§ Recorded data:

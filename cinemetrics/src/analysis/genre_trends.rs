//! Genre popularity and rating by release year

use std::collections::BTreeMap;

use serde::Serialize;

use super::Mean;
use crate::catalog::Catalog;

#[derive(Debug, Clone, PartialEq, Serialize)]
pub struct GenreTrend {
    pub genre: String,
    pub year: i32,
    pub movie_count: usize,
    pub avg_popularity: Option<f64>,
    pub avg_rating: Option<f64>,
}

#[derive(Default)]
struct Bucket {
    movie_count: usize,
    popularity: Mean,
    rating: Mean,
}

/// One row per (genre name, release year); undated movies are left out
pub fn genre_trends(catalog: &Catalog) -> Vec<GenreTrend> {
    let mut buckets: BTreeMap<(String, i32), Bucket> = BTreeMap::new();

    for movie in catalog.movies() {
        let Some(year) = movie.release_year() else {
            continue;
        };
        for genre_id in catalog.genres_of(movie.movie_id) {
            let Some(genre) = catalog.genre(genre_id) else {
                continue;
            };
            let bucket = buckets.entry((genre.name.clone(), year)).or_default();
            bucket.movie_count += 1;
            bucket.popularity.push_opt(movie.popularity);
            bucket.rating.push_opt(movie.vote_average);
        }
    }

    buckets
        .into_iter()
        .map(|((genre, year), bucket)| GenreTrend {
            genre,
            year,
            movie_count: bucket.movie_count,
            avg_popularity: bucket.popularity.value(),
            avg_rating: bucket.rating.value(),
        })
        .collect()
}

#[cfg(test)]
mod tests {
    use super::*;
    use crate::catalog::test_support::{catalog_of, MovieBuilder};

    #[test]
    fn test_grouped_by_genre_and_year() {
        let catalog = catalog_of(vec![
            MovieBuilder::new(1, "Scream")
                .released(1996)
                .popularity(20.0)
                .rating(7.0)
                .genre(27, "Horror")
                .build(),
            MovieBuilder::new(2, "Scream 2")
                .released(1997)
                .popularity(10.0)
                .genre(27, "Horror")
                .build(),
            MovieBuilder::new(3, "The Craft")
                .released(1996)
                .popularity(30.0)
                .rating(6.0)
                .genre(27, "Horror")
                .genre(14, "Fantasy")
                .build(),
            MovieBuilder::new(4, "Undated").genre(27, "Horror").build(),
        ]);

        let rows = genre_trends(&catalog);
        assert_eq!(
            rows,
            vec![
                GenreTrend {
                    genre: "Fantasy".to_string(),
                    year: 1996,
                    movie_count: 1,
                    avg_popularity: Some(30.0),
                    avg_rating: Some(6.0),
                },
                GenreTrend {
                    genre: "Horror".to_string(),
                    year: 1996,
                    movie_count: 2,
                    avg_popularity: Some(25.0),
                    avg_rating: Some(6.5),
                },
                GenreTrend {
                    genre: "Horror".to_string(),
                    year: 1997,
                    movie_count: 1,
                    avg_popularity: Some(10.0),
                    avg_rating: None,
                },
            ]
        );
    }
}
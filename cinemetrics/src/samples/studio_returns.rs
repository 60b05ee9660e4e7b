//! Studio risk-adjusted returns

use cinemetrics_common::money::format_ratio;
use serde::Serialize;

use super::{Chart, ChartKind, Point, Series};

#[derive(Debug, Clone, Copy, PartialEq, Serialize)]
pub struct StudioMetrics {
    pub studio: &'static str,
    /// profit_ratio / risk
    pub risk_adjusted_return: f64,
    pub profit_ratio: f64,
    pub risk: f64,
    /// Share of all genres the studio releases in (0..=1)
    pub genre_diversity: f64,
}

const fn studio(
    studio: &'static str,
    risk_adjusted_return: f64,
    profit_ratio: f64,
    risk: f64,
    genre_diversity: f64,
) -> StudioMetrics {
    StudioMetrics {
        studio,
        risk_adjusted_return,
        profit_ratio,
        risk,
        genre_diversity,
    }
}

// Ordered by risk-adjusted return, highest first
static STUDIO_METRICS: [StudioMetrics; 8] = [
    studio("Blumhouse", 4.0, 6.8, 1.7, 0.35),
    studio("Marvel Studios", 3.0, 3.9, 1.3, 0.45),
    studio("A24", 2.8, 4.2, 1.5, 0.62),
    studio("Pixar", 2.5, 3.5, 1.4, 0.30),
    studio("Warner Bros.", 2.0, 2.9, 1.45, 0.85),
    studio("Universal Pictures", 1.8, 2.7, 1.5, 0.80),
    studio("Paramount", 1.6, 2.2, 1.375, 0.75),
    studio("Sony Pictures", 1.4, 2.1, 1.5, 0.78),
];

pub fn studio_metrics() -> &'static [StudioMetrics] {
    &STUDIO_METRICS
}

pub fn chart() -> Chart {
    let studios = studio_metrics();
    let points = studios
        .iter()
        .enumerate()
        .map(|(i, s)| Point {
            x: i as f64,
            y: s.risk_adjusted_return,
            label: Some(s.studio.to_string()),
        })
        .collect();

    Chart {
        kind: ChartKind::Bar,
        title: "Studio Risk-Adjusted Returns".to_string(),
        x_label: "Studio".to_string(),
        y_label: "Risk-adjusted return".to_string(),
        series: vec![Series {
            name: "risk_adjusted_return".to_string(),
            points,
        }],
        summary: summary(studios),
    }
}

fn summary(studios: &[StudioMetrics]) -> Vec<String> {
    let mut lines = Vec::new();

    if let Some(top) = studios
        .iter()
        .max_by(|a, b| a.risk_adjusted_return.total_cmp(&b.risk_adjusted_return))
    {
        lines.push(format!(
            "Best risk-adjusted return: {} ({:.2}, profit ratio {} at risk {:.2})",
            top.studio,
            top.risk_adjusted_return,
            format_ratio(top.profit_ratio),
            top.risk
        ));
    }

    if let Some(diverse) = studios
        .iter()
        .max_by(|a, b| a.genre_diversity.total_cmp(&b.genre_diversity))
    {
        lines.push(format!(
            "Most diversified slate: {} ({:.0}% of genres)",
            diverse.studio,
            diverse.genre_diversity * 100.0
        ));
    }

    if let Some(safest) = studios.iter().min_by(|a, b| a.risk.total_cmp(&b.risk)) {
        lines.push(format!("Lowest risk: {} ({:.2})", safest.studio, safest.risk));
    }

    lines
}

#[cfg(test)]
mod tests {
    use super::*;

    #[test]
    fn test_risk_adjusted_return_consistent() {
        for s in studio_metrics() {
            assert!(s.risk > 0.0, "{}", s.studio);
            assert!(
                (s.risk_adjusted_return - s.profit_ratio / s.risk).abs() <= 0.01,
                "{}",
                s.studio
            );
            assert!((0.0..=1.0).contains(&s.genre_diversity), "{}", s.studio);
        }
    }

    #[test]
    fn test_ordered_by_risk_adjusted_return() {
        for pair in studio_metrics().windows(2) {
            assert!(pair[0].risk_adjusted_return >= pair[1].risk_adjusted_return);
        }
    }

    #[test]
    fn test_bar_per_studio() {
        let chart = chart();
        assert_eq!(chart.series.len(), 1);
        assert_eq!(chart.point_count(), studio_metrics().len());
        assert_eq!(chart.series[0].points[0].label.as_deref(), Some("Blumhouse"));
    }

    #[test]
    fn test_summary() {
        let lines = chart().summary;
        assert_eq!(
            lines[0],
            "Best risk-adjusted return: Blumhouse (4.00, profit ratio 6.80x at risk 1.70)"
        );
        assert_eq!(lines[1], "Most diversified slate: Warner Bros. (85% of genres)");
        assert_eq!(lines[2], "Lowest risk: Marvel Studios (1.30)");
    }
}
//! Concurrent document loader
//!
//! Reads and extracts movie documents with a bounded number in flight.
//! File reads are async; JSON extraction runs on the blocking pool. Outcomes
//! are logged as they complete and returned in input order.

use std::collections::BTreeSet;
use std::path::PathBuf;
use std::sync::Arc;
use std::time::{Duration, Instant};

use chrono::Utc;
use cinemetrics_common::models::MovieRecord;
use indicatif::{ProgressBar, ProgressStyle};
use tokio::sync::Semaphore;
use tokio::task::JoinSet;
use tracing::{debug, warn};

use super::tmdb::{extract_record, parse_payload, ExtractError};

/// Result of loading one document
#[derive(Debug)]
pub enum LoadOutcome {
    /// Extracted a new movie
    Loaded(MovieRecord),
    /// Movie id was already known
    Skipped { path: PathBuf, movie_id: i64 },
    /// Document could not be read or extracted
    Failed { path: PathBuf, reason: String },
}

/// Counters for one import run
#[derive(Debug, Clone, Default, PartialEq)]
pub struct ImportSummary {
    pub processed: usize,
    pub skipped: usize,
    pub failed: usize,
    pub elapsed: Duration,
}

impl ImportSummary {
    pub fn total(&self) -> usize {
        self.processed + self.skipped + self.failed
    }

    /// Average wall time per document (zero for an empty run)
    pub fn average_per_file(&self) -> Duration {
        match self.total() {
            0 => Duration::ZERO,
            n => self.elapsed / n as u32,
        }
    }

    pub fn record(&mut self, outcome: &LoadOutcome) {
        match outcome {
            LoadOutcome::Loaded(_) => self.processed += 1,
            LoadOutcome::Skipped { .. } => self.skipped += 1,
            LoadOutcome::Failed { .. } => self.failed += 1,
        }
    }
}

/// Loader settings
#[derive(Debug, Clone)]
pub struct Loader {
    workers: usize,
    cast_limit: usize,
    show_progress: bool,
}

impl Loader {
    /// `workers` is clamped to at least one
    pub fn new(workers: usize, cast_limit: usize) -> Self {
        Self {
            workers: workers.max(1),
            cast_limit,
            show_progress: true,
        }
    }

    pub fn without_progress(mut self) -> Self {
        self.show_progress = false;
        self
    }

    pub fn workers(&self) -> usize {
        self.workers
    }

    /// Load every path; ids in `known` are reported as skipped
    ///
    /// The returned outcomes line up with `paths`.
    pub async fn load(
        &self,
        paths: Vec<PathBuf>,
        known: Arc<BTreeSet<i64>>,
    ) -> (Vec<LoadOutcome>, ImportSummary) {
        let started = Instant::now();
        let progress = self.progress_bar(paths.len() as u64);
        let semaphore = Arc::new(Semaphore::new(self.workers));
        let mut join_set = JoinSet::new();

        for (index, path) in paths.into_iter().enumerate() {
            let semaphore = Arc::clone(&semaphore);
            let known = Arc::clone(&known);
            let cast_limit = self.cast_limit;

            join_set.spawn(async move {
                let _permit = match semaphore.acquire_owned().await {
                    Ok(permit) => permit,
                    Err(e) => {
                        let outcome = LoadOutcome::Failed {
                            path,
                            reason: format!("worker pool closed: {}", e),
                        };
                        return (index, outcome);
                    }
                };
                (index, load_one(path, known, cast_limit).await)
            });
        }

        let mut outcomes = Vec::with_capacity(join_set.len());
        let mut summary = ImportSummary::default();

        while let Some(joined) = join_set.join_next().await {
            // An aborted task has lost its index; it sorts last
            let (index, outcome) = match joined {
                Ok(indexed) => indexed,
                Err(e) => (
                    usize::MAX,
                    LoadOutcome::Failed {
                        path: PathBuf::new(),
                        reason: format!("load task aborted: {}", e),
                    },
                ),
            };

            match &outcome {
                LoadOutcome::Loaded(record) => {
                    debug!(movie_id = record.movie.movie_id, "Loaded {}", record.movie.title)
                }
                LoadOutcome::Skipped { movie_id, .. } => {
                    debug!("Movie {} already in catalog, skipping", movie_id)
                }
                LoadOutcome::Failed { path, reason } => {
                    warn!("Failed to load {}: {}", path.display(), reason)
                }
            }

            summary.record(&outcome);
            outcomes.push((index, outcome));
            progress.inc(1);
        }

        progress.finish_and_clear();
        outcomes.sort_by_key(|(index, _)| *index);
        let outcomes = outcomes.into_iter().map(|(_, outcome)| outcome).collect();
        summary.elapsed = started.elapsed();
        (outcomes, summary)
    }

    fn progress_bar(&self, len: u64) -> ProgressBar {
        if !self.show_progress {
            return ProgressBar::hidden();
        }
        let bar = ProgressBar::new(len);
        if let Ok(style) = ProgressStyle::default_bar()
            .template("{msg} [{bar:40.cyan/blue}] {pos}/{len} ({eta})")
        {
            bar.set_style(style.progress_chars("=> "));
        }
        bar.set_message("Processing movies");
        bar
    }
}

async fn load_one(path: PathBuf, known: Arc<BTreeSet<i64>>, cast_limit: usize) -> LoadOutcome {
    let bytes = match tokio::fs::read(&path).await {
        Ok(bytes) => bytes,
        Err(e) => {
            return LoadOutcome::Failed {
                path,
                reason: e.to_string(),
            }
        }
    };

    let extracted = tokio::task::spawn_blocking(move || -> Result<Extracted, ExtractError> {
        let payload = parse_payload(&bytes)?;
        if known.contains(&payload.id) {
            return Ok(Extracted::Known(payload.id));
        }
        extract_record(payload, cast_limit, Utc::now()).map(Extracted::Record)
    })
    .await;

    match extracted {
        Ok(Ok(Extracted::Record(record))) => LoadOutcome::Loaded(record),
        Ok(Ok(Extracted::Known(movie_id))) => LoadOutcome::Skipped { path, movie_id },
        Ok(Err(e)) => LoadOutcome::Failed {
            path,
            reason: e.to_string(),
        },
        Err(e) => LoadOutcome::Failed {
            path,
            reason: format!("extraction task failed: {}", e),
        },
    }
}

enum Extracted {
    Known(i64),
    Record(MovieRecord),
}

#[cfg(test)]
mod tests {
    use super::*;
    use std::fs;
    use tempfile::TempDir;

    fn write_movie(dir: &std::path::Path, id: i64, title: &str) -> PathBuf {
        let path = dir.join(format!("{}.json", id));
        let body = serde_json::json!({
            "id": id,
            "title": title,
            "release_date": "2010-07-16",
            "budget": 160000000,
            "revenue": 825532764
        });
        fs::write(&path, body.to_string()).unwrap();
        path
    }

    #[tokio::test]
    async fn test_load_counts_outcomes() {
        let temp_dir = TempDir::new().unwrap();
        let dir = temp_dir.path();
        let mut paths = vec![
            write_movie(dir, 27205, "Inception"),
            write_movie(dir, 155, "The Dark Knight"),
            write_movie(dir, 157336, "Interstellar"),
        ];
        let broken = dir.join("broken.json");
        fs::write(&broken, "{").unwrap();
        paths.push(broken);
        paths.push(dir.join("missing.json"));

        let known = Arc::new(BTreeSet::from([155]));
        let (outcomes, summary) = Loader::new(2, 15)
            .without_progress()
            .load(paths, known)
            .await;

        assert_eq!(outcomes.len(), 5);
        assert_eq!(summary.processed, 2);
        assert_eq!(summary.skipped, 1);
        assert_eq!(summary.failed, 2);
        assert_eq!(summary.total(), 5);

        let skipped: Vec<i64> = outcomes
            .iter()
            .filter_map(|o| match o {
                LoadOutcome::Skipped { movie_id, .. } => Some(*movie_id),
                _ => None,
            })
            .collect();
        assert_eq!(skipped, vec![155]);
    }

    #[tokio::test]
    async fn test_outcomes_follow_input_order() {
        let temp_dir = TempDir::new().unwrap();
        let dir = temp_dir.path();
        let missing = dir.join("missing.json");
        let paths = vec![
            missing.clone(),
            write_movie(dir, 603, "The Matrix"),
            write_movie(dir, 155, "The Dark Knight"),
            write_movie(dir, 27205, "Inception"),
        ];

        let (outcomes, _) = Loader::new(4, 15)
            .without_progress()
            .load(paths, Arc::new(BTreeSet::from([155])))
            .await;

        assert!(matches!(&outcomes[0], LoadOutcome::Failed { path, .. } if *path == missing));
        assert!(matches!(&outcomes[1], LoadOutcome::Loaded(r) if r.movie.movie_id == 603));
        assert!(matches!(outcomes[2], LoadOutcome::Skipped { movie_id: 155, .. }));
        assert!(matches!(&outcomes[3], LoadOutcome::Loaded(r) if r.movie.movie_id == 27205));
    }

    #[tokio::test]
    async fn test_empty_input() {
        let (outcomes, summary) = Loader::new(4, 15)
            .without_progress()
            .load(Vec::new(), Arc::new(BTreeSet::new()))
            .await;
        assert!(outcomes.is_empty());
        assert_eq!(summary.total(), 0);
        assert_eq!(summary.average_per_file(), Duration::ZERO);
    }

    #[test]
    fn test_workers_clamped() {
        assert_eq!(Loader::new(0, 15).workers(), 1);
        assert_eq!(Loader::new(8, 15).workers(), 8);
    }
}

§ EXERCISE PROMPT: Reproduce, word for word and in full, only the lines above that start at the line with "assert_eq!(outcomes.len(), 5);" and run through the line with "let skipped: Vec<i64> = outcomes", both ends included.

§ COMPLETED EXERCISE:
        assert_eq!(outcomes.len(), 5);
        assert_eq!(summary.processed, 2);
        assert_eq!(summary.skipped, 1);
        assert_eq!(summary.failed, 2);
        assert_eq!(summary.total(), 5);

        let skipped: Vec<i64> = outcomes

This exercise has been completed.